The U.N. human rights office is calling on the Taliban for information about the whereabouts of six women who were abducted two weeks ago in the Afghan capital, Kabul.
The agency says it is extremely concerned about the fate of the six who were abducted in connection with women’s rights protests in Kabul. On Saturday, the de facto Taliban authorities announced they were investigating the disappearance of these individuals.
U.N. rights spokeswoman Ravina Shamdasani said no confirmed information on their whereabouts has been received.
“We call on the de facto authorities to publicly report on the findings of their investigation into the abduction and disappearance of these women and their relatives, and to take all possible measures to ensure their safe and immediate release, and to hold those responsible to account,” she said.

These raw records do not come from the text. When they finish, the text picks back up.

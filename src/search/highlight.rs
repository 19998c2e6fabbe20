//! Highlight spans and answer snippets for display.

use ahash::AHashSet;
use regex::{Regex, RegexBuilder};
use serde::Serialize;

/// Default snippet length in characters.
pub const SNIPPET_MAX_LENGTH: usize = 220;

/// Characters of context kept before the first match in a snippet.
const SNIPPET_LEAD: usize = 60;

const ELLIPSIS: char = '…';

/// A contiguous run of text, tagged as matching a highlight term or not.
#[derive(Debug, Clone, PartialEq, Eq, Serialize)]
#[serde(rename_all = "camelCase")]
pub struct HighlightPart {
    pub text: String,
    pub is_match: bool,
}

impl HighlightPart {
    fn plain(text: &str) -> Self {
        Self {
            text: text.to_string(),
            is_match: false,
        }
    }

    fn matched(text: &str) -> Self {
        Self {
            text: text.to_string(),
            is_match: true,
        }
    }
}

/// Trim, drop blanks and deduplicate terms, keeping first-seen order.
pub(crate) fn dedupe_terms<S: AsRef<str>>(terms: &[S]) -> Vec<String> {
    let mut seen = AHashSet::new();
    terms
        .iter()
        .map(|term| term.as_ref().trim())
        .filter(|term| !term.is_empty() && seen.insert(*term))
        .map(str::to_string)
        .collect()
}

/// Build one case-insensitive alternation over the escaped terms.
///
/// Alternatives are tried in the given order at each position (leftmost-first).
fn alternation(terms: &[String]) -> Option<Regex> {
    let pattern = terms
        .iter()
        .map(|term| regex::escape(term))
        .collect::<Vec<_>>()
        .join("|");

    match RegexBuilder::new(&pattern).case_insensitive(true).build() {
        Ok(regex) => Some(regex),
        Err(e) => {
            tracing::warn!("Highlighting disabled for {} terms: {}", terms.len(), e);
            None
        }
    }
}

/// Split `text` into alternating matching and non-matching spans.
///
/// The spans cover the text exactly, in order and with original casing, so
/// concatenating them reproduces `text`.
pub fn highlight<S: AsRef<str>>(text: &str, terms: &[S]) -> Vec<HighlightPart> {
    if text.is_empty() {
        return vec![HighlightPart::plain("")];
    }

    let cleaned = dedupe_terms(terms);
    if cleaned.is_empty() {
        return vec![HighlightPart::plain(text)];
    }

    let Some(regex) = alternation(&cleaned) else {
        return vec![HighlightPart::plain(text)];
    };

    let mut parts = Vec::new();
    let mut last_end = 0;
    for found in regex.find_iter(text) {
        if found.start() > last_end {
            parts.push(HighlightPart::plain(&text[last_end..found.start()]));
        }
        parts.push(HighlightPart::matched(found.as_str()));
        last_end = found.end();
    }

    if parts.is_empty() {
        return vec![HighlightPart::plain(text)];
    }
    if last_end < text.len() {
        parts.push(HighlightPart::plain(&text[last_end..]));
    }
    parts
}

/// Extract a bounded excerpt of `text` around the first occurrence of any term.
///
/// Terms are expected in sanitized (lower-case) form and are located in the
/// lower-cased text. The window starts 60 characters before the match and spans
/// at most `max_length` characters; an ellipsis marks each side that was cut.
/// Without a match the excerpt is the leading `max_length` characters.
pub fn snippet<S: AsRef<str>>(text: &str, normalized_terms: &[S], max_length: usize) -> String {
    if text.is_empty() {
        return String::new();
    }

    let chars: Vec<char> = text.chars().collect();

    let Some(earliest) = earliest_occurrence(&chars, normalized_terms) else {
        return truncated_prefix(&chars, max_length);
    };

    let start = earliest.saturating_sub(SNIPPET_LEAD);
    let end = chars.len().min(start + max_length);

    let mut excerpt = String::with_capacity((end - start) + 2);
    if start > 0 {
        excerpt.push(ELLIPSIS);
    }
    let window: String = chars[start..end].iter().collect();
    excerpt.push_str(window.trim_start());
    if end < chars.len() {
        excerpt.push(ELLIPSIS);
    }
    excerpt
}

fn truncated_prefix(chars: &[char], max_length: usize) -> String {
    if chars.len() <= max_length {
        return chars.iter().collect();
    }
    let mut prefix: String = chars[..max_length].iter().collect();
    prefix.push(ELLIPSIS);
    prefix
}

/// Character index of the earliest occurrence of any term in the lower-cased text.
///
/// Each character is lower-cased to a single character so indices line up with
/// the original text.
fn earliest_occurrence<S: AsRef<str>>(chars: &[char], terms: &[S]) -> Option<usize> {
    let lower: Vec<char> = chars
        .iter()
        .map(|c| c.to_lowercase().next().unwrap_or(*c))
        .collect();

    terms
        .iter()
        .map(|term| term.as_ref().chars().collect::<Vec<char>>())
        .filter(|needle| !needle.is_empty() && needle.len() <= lower.len())
        .filter_map(|needle| {
            lower
                .windows(needle.len())
                .position(|window| window == needle.as_slice())
        })
        .min()
}

#[cfg(test)]
mod tests {
    use super::*;
    use assert2::check;
    use rstest::rstest;

    fn rendered(parts: &[HighlightPart]) -> String {
        parts
            .iter()
            .map(|part| {
                if part.is_match {
                    format!("[{}]", part.text)
                } else {
                    part.text.clone()
                }
            })
            .collect()
    }

    #[rstest]
    #[case("Fingerspelling speed drills", &["speed"], "Fingerspelling [speed] drills")]
    #[case("Fingerspelling SPEED", &["speed"], "Fingerspelling [SPEED]")]
    #[case("speed speed", &["speed"], "[speed] [speed]")]
    #[case("video lighting", &["video", "light"], "[video] [light]ing")]
    #[case("Use 0.85x speed", &["0.85x"], "Use [0.85x] speed")]
    #[case("a (b) c", &["(b)"], "a [(b)] c")]
    #[case("no hits here", &["zebra"], "no hits here")]
    #[case("plain", &[] as &[&str], "plain")]
    #[case("plain", &["  ", ""], "plain")]
    fn test_highlight(#[case] text: &str, #[case] terms: &[&str], #[case] expected: &str) {
        check!(rendered(&highlight(text, terms)) == expected);
    }

    #[test]
    fn test_highlight_leftmost_first_alternation() {
        // At the same start position the earlier term wins.
        check!(rendered(&highlight("facial grammar", &["facial", "facial grammar"])) == "[facial] grammar");
        check!(rendered(&highlight("facial grammar", &["facial grammar", "facial"])) == "[facial grammar]");
    }

    #[test]
    fn test_highlight_empty_text() {
        check!(highlight("", &["x"]) == vec![HighlightPart::plain("")]);
    }

    #[test]
    fn test_highlight_spans_alternate() {
        let parts = highlight("a video, a video", &["video"]);
        check!(parts.len() == 4);
        check!(parts.iter().map(|p| p.text.as_str()).collect::<String>() == "a video, a video");
        check!(parts.iter().filter(|p| p.is_match).count() == 2);
    }

    #[test]
    fn test_dedupe_terms() {
        check!(dedupe_terms(&[" asl", "asl", "", "video ", "video"]) == vec!["asl", "video"]);
    }

    #[test]
    fn test_snippet_short_text_unchanged() {
        check!(snippet("Short answer.", &["nothing"], SNIPPET_MAX_LENGTH) == "Short answer.");
        check!(snippet("Short answer.", &["short"], SNIPPET_MAX_LENGTH) == "Short answer.");
        check!(snippet("", &["x"], SNIPPET_MAX_LENGTH).is_empty());
    }

    #[test]
    fn test_snippet_prefix_without_match() {
        let text = "x".repeat(300);
        let excerpt = snippet(&text, &["zzz"], SNIPPET_MAX_LENGTH);
        check!(excerpt.chars().count() == 221);
        check!(excerpt.ends_with('…'));
    }

    #[test]
    fn test_snippet_centers_on_match() {
        let text = format!("{}needle{}", "a".repeat(100), "b".repeat(300));
        let excerpt = snippet(&text, &["needle"], SNIPPET_MAX_LENGTH);

        check!(excerpt.starts_with('…'));
        check!(excerpt.ends_with('…'));
        // 60 characters of lead-in before the match
        check!(excerpt.chars().skip(1).take(60).all(|c| c == 'a'));
        check!(excerpt.chars().skip(61).collect::<String>().starts_with("needle"));
        check!(excerpt.chars().count() == 220 + 2);
    }

    #[test]
    fn test_snippet_match_near_start() {
        let text = format!("needle {}", "b".repeat(300));
        let excerpt = snippet(&text, &["needle"], SNIPPET_MAX_LENGTH);
        check!(excerpt.starts_with("needle"));
        check!(excerpt.ends_with('…'));
    }

    #[test]
    fn test_snippet_match_near_end() {
        let text = format!("{}needle", "a".repeat(300));
        let excerpt = snippet(&text, &["needle"], SNIPPET_MAX_LENGTH);
        check!(excerpt.starts_with('…'));
        check!(excerpt.ends_with("needle"));
    }

    #[test]
    fn test_snippet_earliest_term_wins() {
        let text = format!("{}second {}first {}", "a".repeat(100), "b".repeat(100), "c".repeat(100));
        let excerpt = snippet(&text, &["first", "second"], SNIPPET_MAX_LENGTH);
        check!(excerpt.chars().skip(61).collect::<String>().starts_with("second"));
    }

    #[test]
    fn test_snippet_trims_leading_whitespace() {
        let text = format!("{}{}needle{}", "a".repeat(40), " ".repeat(30), "b".repeat(300));
        let excerpt = snippet(&text, &["needle"], SNIPPET_MAX_LENGTH);
        // The window starts at index 10, inside the "a" run.
        check!(excerpt.starts_with("…aaaa"));

        let text = format!("{}{}needle{}", "a".repeat(10), " ".repeat(70), "b".repeat(300));
        let excerpt = snippet(&text, &["needle"], SNIPPET_MAX_LENGTH);
        check!(excerpt.starts_with("…needle"));
    }

    #[test]
    fn test_snippet_case_insensitive_and_multibyte() {
        let text = format!("{}Ñandú FACIAL grammar", "é".repeat(100));
        let excerpt = snippet(&text, &["facial"], SNIPPET_MAX_LENGTH);
        check!(excerpt.contains("FACIAL grammar"));
        check!(excerpt.starts_with('…'));
    }
}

Shamdasani said since the women were abducted, there have been worrying reports about searches at the homes of other women who have taken part in demonstrations. She said information about where they’ve been taken, and their well-being is lacking and unclear. All of this, she said, perpetuates a climate of fear and uncertainty.
“These reports have also brought into focus what appears to be a pattern of arbitrary arrests and detentions, as well as torture and ill-treatment, of civil society activists, journalists and media workers, and former government officials and security forces in Afghanistan. We also continue to receive credible allegations of other gross human rights violations,” she said.
Shamdasani said control over dissent appears to be tightening.
Taliban government spokesman Zabihullah Mujahid bristles at criticisms such as this. In response to media questions earlier in the week on the disappearance of the six women, he denied that any were being held. Then he said the authorities had the right “to arrest and detain dissidents or those who break the law.”